De rechtbank is verder van oordeel dat de drie panden aan de [straatnaam01] te [plaats01] weliswaar op papier eigendom van [bedrijf01] zijn, maar feitelijk toebehoren aan de medeverdachten [medeverdachte01] en haar echtgenoot [medeverdachte02] . Dit blijkt uit het volgende.
In de woning van de medeverdachten [medeverdachte01] en [medeverdachte02] is een handgeschreven notitie aangetroffen met daarop een overzicht van de onroerende zaken die zij in eigendom hebben. Op dit overzicht staan tevens de panden vermeld die op naam staan van [bedrijf01] , als waren zij eigendom van [medeverdachte01] en [medeverdachte02] . Daarnaast heeft de medeverdachte [medeverdachte01] contante stortingen op de bankrekeningen van [bedrijf01] gedaan en heeft zij vanaf haar bankrekening € 7.170,- overgemaakt aan de notaris voor de aankoop van [adres02] in [plaats01] , nadat dit bedrag contant op haar bankrekening was gestort. Verder hebben de medeverdachten [medeverdachte01] en [medeverdachte02] de verbouwingen van de panden geregeld. Zij hebben daar grote (contante) betalingen voor gedaan, terwijl uit het dossier geen enkele betrokkenheid van de verdachte bij deze verbouwingen blijkt. Tot slot worden er enkele malen huurpenningen contant en giraal ontvangen door de medeverdachten [medeverdachte01] en [medeverdachte02] voor de panden die in eigendom aan [bedrijf01] zouden toebehoren.

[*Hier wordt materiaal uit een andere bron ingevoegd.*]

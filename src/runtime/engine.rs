/// Flow execution engine
///
/// Plans a flow, creates its steps, then walks the plan depth-first from the
/// trigger/root nodes. The walk is strictly sequential: one node at a time,
/// with an explicit stack instead of recursion so large graphs cannot blow
/// the call stack. Per-run state (visited set, output store, counters) lives
/// in `WalkState` and is dropped when the run ends.

use crate::runtime::{
    condition::IF_RESULT_FIELD,
    context::{OutputStore, Scope},
    executor::{NodeContext, NodeError, NodeExecutor},
    planner::{self, ExecutionPlan, PlannedEdge},
};
use crate::workflow::{
    run::{PlannedStep, RunStatus, StepStatus, StepUpdate},
    store::RunStore,
    types::{FlowDefinition, FlowNode, NodeKind, PlanningError},
};
use serde_json::{json, Map, Value};
use std::{collections::HashSet, sync::Arc};
use tokio_util::sync::CancellationToken;

/// Message stored on steps closed by a run cancellation
pub const CANCELED_MESSAGE: &str = "run canceled";

/// Why a run did not finish successfully
#[derive(Debug, thiserror::Error)]
pub enum EngineError {
    #[error(transparent)]
    Planning(#[from] PlanningError),

    #[error("node {node_id} ({step_key}) failed: {source}")]
    NodeFailed {
        node_id: String,
        step_key: String,
        #[source]
        source: NodeError,
    },

    #[error("run canceled")]
    Canceled,

    #[error("run store error: {0:#}")]
    Store(anyhow::Error),
}

impl EngineError {
    /// Run status this error maps to
    pub fn run_status(&self) -> RunStatus {
        match self {
            EngineError::Canceled => RunStatus::Canceled,
            _ => RunStatus::Failed,
        }
    }
}

/// Counters reported for a finished walk
#[derive(Debug, Clone, Default, PartialEq, Eq)]
pub struct RunSummary {
    pub executed: usize,
    pub continued: usize,
    pub skipped: usize,
}

impl RunSummary {
    pub fn log(&self) -> String {
        format!(
            "executed {} node(s), {} continued after failure, {} skipped",
            self.executed, self.continued, self.skipped
        )
    }
}

/// Outcome of one `execute` call
#[derive(Debug)]
pub struct RunReport {
    pub summary: RunSummary,
    pub error: Option<EngineError>,
}

impl RunReport {
    pub fn status(&self) -> RunStatus {
        self.error
            .as_ref()
            .map_or(RunStatus::Success, EngineError::run_status)
    }

    /// Run log: summary counters plus the error, if any
    pub fn log(&self) -> String {
        match &self.error {
            Some(e) => format!("{}; {}", self.summary.log(), e),
            None => self.summary.log(),
        }
    }
}

/// Mutable per-run walk state
#[derive(Debug, Default)]
struct WalkState {
    visited: HashSet<String>,
    outputs: OutputStore,
    summary: RunSummary,
}

/// Walks planned flows and records step transitions
pub struct ExecutionEngine {
    /// Node executor for handling individual node execution
    executor: Arc<NodeExecutor>,
    store: Arc<dyn RunStore>,
}

impl ExecutionEngine {
    /// Create new execution engine with node executor and step store
    pub fn new(executor: Arc<NodeExecutor>, store: Arc<dyn RunStore>) -> Self {
        Self { executor, store }
    }

    /// Plan, create steps and execute a flow for one run
    ///
    /// Safe to call again for the same run: step creation is an upsert keyed
    /// by deterministic step ids, so a replay starts from freshly queued steps.
    pub async fn execute(
        &self,
        run_id: &str,
        flow: &FlowDefinition,
        trigger_input: Value,
        cancel: &CancellationToken,
    ) -> RunReport {
        let workflow_start_time = std::time::Instant::now();
        tracing::info!("🚀 Starting run execution: {} ({} node(s), {} edge(s))",
            run_id, flow.nodes.len(), flow.edges.len());

        let plan = planner::plan(run_id, flow);
        if let Err(e) = self.store.create_steps(run_id, &plan.steps).await {
            tracing::error!("❌ Failed to create steps for run {}: {}", run_id, e);
            return RunReport {
                summary: RunSummary::default(),
                error: Some(EngineError::Store(e)),
            };
        }

        let mut state = WalkState::default();
        let walked = if flow.nodes.is_empty() {
            self.run_manual_trigger(run_id, &plan.steps[0], &trigger_input, cancel, &mut state)
                .await
        } else {
            self.walk(run_id, flow, &plan, trigger_input, cancel, &mut state)
                .await
        };

        let error = match walked {
            Err(EngineError::Canceled) => {
                match self.store.cancel_open_steps(run_id, CANCELED_MESSAGE).await {
                    Ok(count) => {
                        tracing::warn!("🛑 Run {} canceled, closed {} open step(s)", run_id, count);
                        Some(EngineError::Canceled)
                    }
                    Err(e) => Some(EngineError::Store(e)),
                }
            }
            Err(store_error @ EngineError::Store(_)) => Some(store_error),
            other => match self.skip_unvisited(&plan, &mut state).await {
                Ok(()) => other.err(),
                Err(e) => Some(other.err().unwrap_or(e)),
            },
        };

        let report = RunReport {
            summary: state.summary,
            error,
        };
        let duration = workflow_start_time.elapsed();
        match &report.error {
            None => tracing::info!("✅ Run {} completed in {:?}: {}", run_id, duration, report.summary.log()),
            Some(e) => tracing::error!("❌ Run {} ended in {:?}: {}", run_id, duration, e),
        }
        report
    }

    async fn walk(
        &self,
        run_id: &str,
        flow: &FlowDefinition,
        plan: &ExecutionPlan,
        trigger_input: Value,
        cancel: &CancellationToken,
        state: &mut WalkState,
    ) -> Result<(), EngineError> {
        let start_nodes = plan.start_nodes();
        tracing::debug!("🎯 Start nodes: {:?}", start_nodes);

        // Reverse push keeps the same pre-order as a recursive walk
        let mut stack: Vec<(String, Value)> = start_nodes
            .into_iter()
            .rev()
            .map(|node_id| (node_id, trigger_input.clone()))
            .collect();

        while let Some((node_id, input)) = stack.pop() {
            if node_id.is_empty() || state.visited.contains(&node_id) {
                continue;
            }
            let (Some(step), Some(node)) = (plan.step_for(&node_id), plan.node(flow, &node_id)) else {
                continue;
            };

            if node.kind() == NodeKind::Merge {
                let waiting: Vec<&String> = plan
                    .predecessors(&node_id)
                    .iter()
                    .filter(|p| !state.visited.contains(*p))
                    .collect();
                if !waiting.is_empty() {
                    tracing::debug!("⏳ Merge {} waiting on {:?}", node_id, waiting);
                    continue;
                }
            }

            if cancel.is_cancelled() {
                return Err(EngineError::Canceled);
            }

            let next_input = self
                .execute_step(run_id, plan, node, step, &input, cancel, state)
                .await?;

            for edge in select_edges(node, plan.successors(&node_id), &next_input)
                .into_iter()
                .rev()
            {
                stack.push((edge.target.clone(), next_input.clone()));
            }
        }
        Ok(())
    }

    /// Run one node and record its transitions; returns the outputs handed to
    /// successors
    #[allow(clippy::too_many_arguments)]
    async fn execute_step(
        &self,
        run_id: &str,
        plan: &ExecutionPlan,
        node: &FlowNode,
        step: &PlannedStep,
        input: &Value,
        cancel: &CancellationToken,
        state: &mut WalkState,
    ) -> Result<Value, EngineError> {
        state.visited.insert(node.id.clone());
        state.summary.executed += 1;

        let scope = Scope::new(input, &state.outputs);
        let ctx = NodeContext {
            run_id,
            step_key: &step.step_key,
            input,
            outputs: &state.outputs,
            predecessors: plan.predecessors(&node.id),
            scope: &scope,
        };
        let mut envelope = step_envelope(run_id, &step.step_key, &node.node_type, input);
        envelope.extend(self.executor.describe_input(node, &ctx));

        self.transition(
            StepUpdate::new(&step.step_id, StepStatus::Running).with_inputs(Value::Object(envelope)),
        )
        .await?;

        let outcome = self.executor.execute_node(node, ctx, cancel).await;
        state.outputs.record(&node.id, outcome.outputs.clone());

        match outcome.error {
            Some(error) if error.is_cancellation() => {
                self.transition(
                    StepUpdate::new(&step.step_id, StepStatus::Canceled)
                        .with_outputs(outcome.outputs)
                        .with_log(outcome.log)
                        .with_error(error.to_string()),
                )
                .await?;
                Err(EngineError::Canceled)
            }
            Some(error) => {
                self.transition(
                    StepUpdate::new(&step.step_id, StepStatus::Failed)
                        .with_outputs(outcome.outputs.clone())
                        .with_log(outcome.log)
                        .with_error(error.to_string()),
                )
                .await?;
                if !node.continue_on_fail() {
                    return Err(EngineError::NodeFailed {
                        node_id: node.id.clone(),
                        step_key: step.step_key.clone(),
                        source: error,
                    });
                }
                tracing::warn!("⚠️ Node {} failed but continueOnFail is set: {}", node.id, error);
                state.summary.continued += 1;
                Ok(outcome.outputs)
            }
            None => {
                self.transition(
                    StepUpdate::new(&step.step_id, StepStatus::Success)
                        .with_outputs(outcome.outputs.clone())
                        .with_log(outcome.log),
                )
                .await?;
                Ok(outcome.outputs)
            }
        }
    }

    /// A flow without nodes still runs its synthetic manual-trigger step
    async fn run_manual_trigger(
        &self,
        run_id: &str,
        step: &PlannedStep,
        input: &Value,
        cancel: &CancellationToken,
        state: &mut WalkState,
    ) -> Result<(), EngineError> {
        if cancel.is_cancelled() {
            return Err(EngineError::Canceled);
        }
        state.summary.executed += 1;
        let envelope = step_envelope(run_id, &step.step_key, "manual", input);
        self.transition(
            StepUpdate::new(&step.step_id, StepStatus::Running).with_inputs(Value::Object(envelope)),
        )
        .await?;
        let payload = if input.is_null() { json!({}) } else { input.clone() };
        self.transition(
            StepUpdate::new(&step.step_id, StepStatus::Success)
                .with_outputs(json!({"trigger": "manual", "payload": payload}))
                .with_log("manual trigger"),
        )
        .await
    }

    /// Mark every planned step whose node was never reached as skipped
    async fn skip_unvisited(&self, plan: &ExecutionPlan, state: &mut WalkState) -> Result<(), EngineError> {
        for step in &plan.steps {
            let Some(node_id) = &step.node_id else {
                continue;
            };
            if state.visited.contains(node_id) {
                continue;
            }
            state.summary.skipped += 1;
            self.transition(
                StepUpdate::new(&step.step_id, StepStatus::Skipped).with_log("node was not reached"),
            )
            .await?;
        }
        Ok(())
    }

    async fn transition(&self, update: StepUpdate) -> Result<(), EngineError> {
        tracing::debug!("📝 Step {} → {}", update.step_id, update.status);
        self.store
            .update_step_state(update)
            .await
            .map_err(EngineError::Store)
    }
}

/// Base step-input envelope shared by every node type
fn step_envelope(run_id: &str, step_key: &str, node_type: &str, input: &Value) -> Map<String, Value> {
    let mut envelope = Map::new();
    envelope.insert("run_id".into(), json!(run_id));
    envelope.insert("step".into(), json!(step_key));
    envelope.insert("node_type".into(), json!(node_type));
    envelope.insert("generated_at".into(), json!(chrono::Utc::now().to_rfc3339()));
    if !input.is_null() {
        envelope.insert("input".into(), input.clone());
    }
    envelope
}

/// Outgoing edges to follow after a node ran
///
/// `if` nodes keep only the branch matching their result; an edge without a
/// handle counts as a true-branch edge.
fn select_edges<'p>(node: &FlowNode, edges: &'p [PlannedEdge], outputs: &Value) -> Vec<&'p PlannedEdge> {
    if node.kind() != NodeKind::If {
        return edges.iter().collect();
    }
    let result = outputs
        .get(IF_RESULT_FIELD)
        .and_then(Value::as_bool)
        .unwrap_or(false);
    edges
        .iter()
        .filter(|edge| match edge.handle.as_str() {
            "" | "true" => result,
            "false" => !result,
            _ => false,
        })
        .collect()
}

Voor de aanschaf van de panden aan de [straatnaam01] , die dus feitelijk toebehoren aan de medeverdachten [medeverdachte01] en [medeverdachte02] , heeft de verdachte ten minste een bedrag van
€ 306.353,- (€ 286.353,- en € 20.000,-) aan contant geld gebruikt. Daarnaast heeft hij met het oog hierop via [bedrijf02] en [bedrijf03] in totaal € 442.125,47 overgeboekt.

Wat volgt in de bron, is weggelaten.